__WHAT THE TASK ASKS__: Please return every line of the records below that contains the word "SuccessResponse".

Saved entries:
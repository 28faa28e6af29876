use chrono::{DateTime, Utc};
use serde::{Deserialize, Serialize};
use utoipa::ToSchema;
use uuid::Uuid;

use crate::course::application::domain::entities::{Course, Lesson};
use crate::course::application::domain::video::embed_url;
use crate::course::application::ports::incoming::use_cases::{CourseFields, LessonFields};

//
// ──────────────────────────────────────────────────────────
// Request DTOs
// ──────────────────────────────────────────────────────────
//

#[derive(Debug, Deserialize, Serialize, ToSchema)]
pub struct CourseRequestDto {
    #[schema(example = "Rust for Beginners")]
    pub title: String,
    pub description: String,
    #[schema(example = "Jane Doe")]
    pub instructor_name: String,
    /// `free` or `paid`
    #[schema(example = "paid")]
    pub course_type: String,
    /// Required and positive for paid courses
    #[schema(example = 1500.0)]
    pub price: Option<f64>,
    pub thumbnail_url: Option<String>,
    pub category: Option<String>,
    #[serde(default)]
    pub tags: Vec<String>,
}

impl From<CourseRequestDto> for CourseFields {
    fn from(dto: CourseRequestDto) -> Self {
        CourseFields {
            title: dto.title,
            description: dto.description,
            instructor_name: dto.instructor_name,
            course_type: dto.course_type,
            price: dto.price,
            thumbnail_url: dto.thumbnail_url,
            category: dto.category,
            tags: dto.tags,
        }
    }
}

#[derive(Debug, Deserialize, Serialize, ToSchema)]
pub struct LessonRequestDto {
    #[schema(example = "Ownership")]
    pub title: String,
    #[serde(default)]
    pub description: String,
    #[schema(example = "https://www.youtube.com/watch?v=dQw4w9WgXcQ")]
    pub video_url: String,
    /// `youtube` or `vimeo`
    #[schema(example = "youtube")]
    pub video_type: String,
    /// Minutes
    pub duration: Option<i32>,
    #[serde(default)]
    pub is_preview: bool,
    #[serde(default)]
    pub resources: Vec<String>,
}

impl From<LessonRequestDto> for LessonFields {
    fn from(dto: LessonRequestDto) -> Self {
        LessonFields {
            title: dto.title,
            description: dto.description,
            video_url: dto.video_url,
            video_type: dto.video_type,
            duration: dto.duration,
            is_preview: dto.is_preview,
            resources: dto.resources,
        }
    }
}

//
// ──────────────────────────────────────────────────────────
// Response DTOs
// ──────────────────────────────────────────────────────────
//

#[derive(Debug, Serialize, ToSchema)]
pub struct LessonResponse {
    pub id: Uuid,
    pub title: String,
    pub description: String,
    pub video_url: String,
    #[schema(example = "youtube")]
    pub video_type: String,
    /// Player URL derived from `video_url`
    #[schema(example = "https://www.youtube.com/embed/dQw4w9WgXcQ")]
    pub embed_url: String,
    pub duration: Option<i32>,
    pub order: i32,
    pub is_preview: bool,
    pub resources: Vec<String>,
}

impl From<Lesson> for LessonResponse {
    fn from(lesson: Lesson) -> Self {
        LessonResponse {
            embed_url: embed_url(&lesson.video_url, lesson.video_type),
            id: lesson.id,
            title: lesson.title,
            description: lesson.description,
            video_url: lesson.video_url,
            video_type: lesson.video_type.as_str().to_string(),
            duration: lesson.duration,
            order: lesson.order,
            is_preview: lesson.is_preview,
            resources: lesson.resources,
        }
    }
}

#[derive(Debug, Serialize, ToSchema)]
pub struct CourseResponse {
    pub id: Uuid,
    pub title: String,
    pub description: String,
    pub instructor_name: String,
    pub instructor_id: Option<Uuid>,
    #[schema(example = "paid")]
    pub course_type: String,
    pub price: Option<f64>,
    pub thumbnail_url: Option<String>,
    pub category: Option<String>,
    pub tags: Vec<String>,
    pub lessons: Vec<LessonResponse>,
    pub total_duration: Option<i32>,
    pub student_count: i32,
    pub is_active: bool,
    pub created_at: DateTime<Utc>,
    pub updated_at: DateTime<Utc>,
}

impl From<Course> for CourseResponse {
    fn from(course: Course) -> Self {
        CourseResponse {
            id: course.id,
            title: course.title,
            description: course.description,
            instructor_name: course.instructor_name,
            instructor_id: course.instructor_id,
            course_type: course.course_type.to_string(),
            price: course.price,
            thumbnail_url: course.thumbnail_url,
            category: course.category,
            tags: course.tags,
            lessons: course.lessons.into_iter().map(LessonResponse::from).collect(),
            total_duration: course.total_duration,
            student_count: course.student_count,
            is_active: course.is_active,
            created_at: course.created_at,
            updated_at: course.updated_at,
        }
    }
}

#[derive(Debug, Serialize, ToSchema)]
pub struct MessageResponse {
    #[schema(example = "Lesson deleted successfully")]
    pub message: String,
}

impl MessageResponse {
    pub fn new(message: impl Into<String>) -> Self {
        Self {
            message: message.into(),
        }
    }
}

...

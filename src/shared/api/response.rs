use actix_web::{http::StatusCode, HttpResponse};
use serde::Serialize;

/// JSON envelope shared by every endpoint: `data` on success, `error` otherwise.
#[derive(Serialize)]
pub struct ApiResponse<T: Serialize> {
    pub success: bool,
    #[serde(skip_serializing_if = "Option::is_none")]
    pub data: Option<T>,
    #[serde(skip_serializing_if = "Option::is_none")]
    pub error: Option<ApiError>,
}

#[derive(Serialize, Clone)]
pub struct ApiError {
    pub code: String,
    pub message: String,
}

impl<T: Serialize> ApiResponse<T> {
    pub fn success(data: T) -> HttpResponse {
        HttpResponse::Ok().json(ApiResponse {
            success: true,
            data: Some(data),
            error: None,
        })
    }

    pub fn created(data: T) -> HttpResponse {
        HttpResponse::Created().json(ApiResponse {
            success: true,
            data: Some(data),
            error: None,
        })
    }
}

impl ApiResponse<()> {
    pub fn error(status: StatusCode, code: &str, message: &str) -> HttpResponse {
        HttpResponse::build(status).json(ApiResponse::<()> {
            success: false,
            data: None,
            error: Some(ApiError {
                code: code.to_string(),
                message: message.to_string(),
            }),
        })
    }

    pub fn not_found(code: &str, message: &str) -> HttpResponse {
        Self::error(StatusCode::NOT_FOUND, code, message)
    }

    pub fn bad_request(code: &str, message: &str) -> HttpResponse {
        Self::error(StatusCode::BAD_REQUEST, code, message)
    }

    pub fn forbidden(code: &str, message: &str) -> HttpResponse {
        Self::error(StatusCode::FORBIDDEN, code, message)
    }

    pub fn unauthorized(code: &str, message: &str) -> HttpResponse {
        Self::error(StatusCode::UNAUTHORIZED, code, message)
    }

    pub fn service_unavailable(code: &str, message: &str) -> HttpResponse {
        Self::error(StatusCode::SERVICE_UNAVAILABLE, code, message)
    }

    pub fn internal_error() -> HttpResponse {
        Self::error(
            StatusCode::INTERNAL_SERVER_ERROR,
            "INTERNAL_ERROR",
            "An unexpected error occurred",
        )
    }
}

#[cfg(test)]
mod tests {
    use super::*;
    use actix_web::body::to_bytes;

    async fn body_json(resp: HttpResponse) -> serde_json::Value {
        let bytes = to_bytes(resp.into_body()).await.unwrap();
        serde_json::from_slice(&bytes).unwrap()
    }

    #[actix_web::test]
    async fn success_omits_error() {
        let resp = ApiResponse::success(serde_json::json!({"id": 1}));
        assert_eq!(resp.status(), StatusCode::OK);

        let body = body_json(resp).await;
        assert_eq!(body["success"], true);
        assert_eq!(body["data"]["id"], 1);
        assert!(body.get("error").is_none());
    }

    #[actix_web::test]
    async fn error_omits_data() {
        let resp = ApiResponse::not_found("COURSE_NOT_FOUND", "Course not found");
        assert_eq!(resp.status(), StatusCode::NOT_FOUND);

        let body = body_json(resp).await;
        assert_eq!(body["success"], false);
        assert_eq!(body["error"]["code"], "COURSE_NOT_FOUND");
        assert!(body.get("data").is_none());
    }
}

==

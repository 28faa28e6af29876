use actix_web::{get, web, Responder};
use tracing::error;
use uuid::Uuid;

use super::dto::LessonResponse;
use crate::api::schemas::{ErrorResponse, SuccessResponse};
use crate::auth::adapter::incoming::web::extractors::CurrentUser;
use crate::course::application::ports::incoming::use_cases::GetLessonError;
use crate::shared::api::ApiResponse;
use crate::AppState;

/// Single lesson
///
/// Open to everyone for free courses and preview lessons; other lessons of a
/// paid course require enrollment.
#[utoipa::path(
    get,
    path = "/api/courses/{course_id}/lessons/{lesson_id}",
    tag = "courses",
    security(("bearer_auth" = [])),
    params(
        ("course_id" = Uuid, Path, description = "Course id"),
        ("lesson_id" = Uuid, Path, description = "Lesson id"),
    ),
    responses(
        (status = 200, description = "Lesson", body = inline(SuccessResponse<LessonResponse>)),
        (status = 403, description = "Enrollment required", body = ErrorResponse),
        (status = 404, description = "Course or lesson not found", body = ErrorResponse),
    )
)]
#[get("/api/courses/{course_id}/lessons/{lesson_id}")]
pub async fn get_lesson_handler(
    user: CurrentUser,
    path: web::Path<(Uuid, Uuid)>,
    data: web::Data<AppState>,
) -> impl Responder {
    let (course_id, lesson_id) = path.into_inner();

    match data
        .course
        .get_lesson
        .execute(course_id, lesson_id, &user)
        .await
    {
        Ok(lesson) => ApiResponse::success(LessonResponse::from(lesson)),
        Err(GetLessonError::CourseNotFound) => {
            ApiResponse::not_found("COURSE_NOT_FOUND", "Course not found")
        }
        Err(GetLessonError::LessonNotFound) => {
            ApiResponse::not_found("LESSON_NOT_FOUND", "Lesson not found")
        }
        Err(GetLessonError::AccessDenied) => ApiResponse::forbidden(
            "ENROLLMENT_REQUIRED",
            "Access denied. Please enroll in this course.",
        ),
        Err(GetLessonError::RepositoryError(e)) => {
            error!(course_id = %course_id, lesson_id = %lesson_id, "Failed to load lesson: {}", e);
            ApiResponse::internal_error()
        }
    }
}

__TASK OUTPUT__:
use crate::api::schemas::{ErrorResponse, SuccessResponse};
        (status = 200, description = "Lesson", body = inline(SuccessResponse<LessonResponse>)),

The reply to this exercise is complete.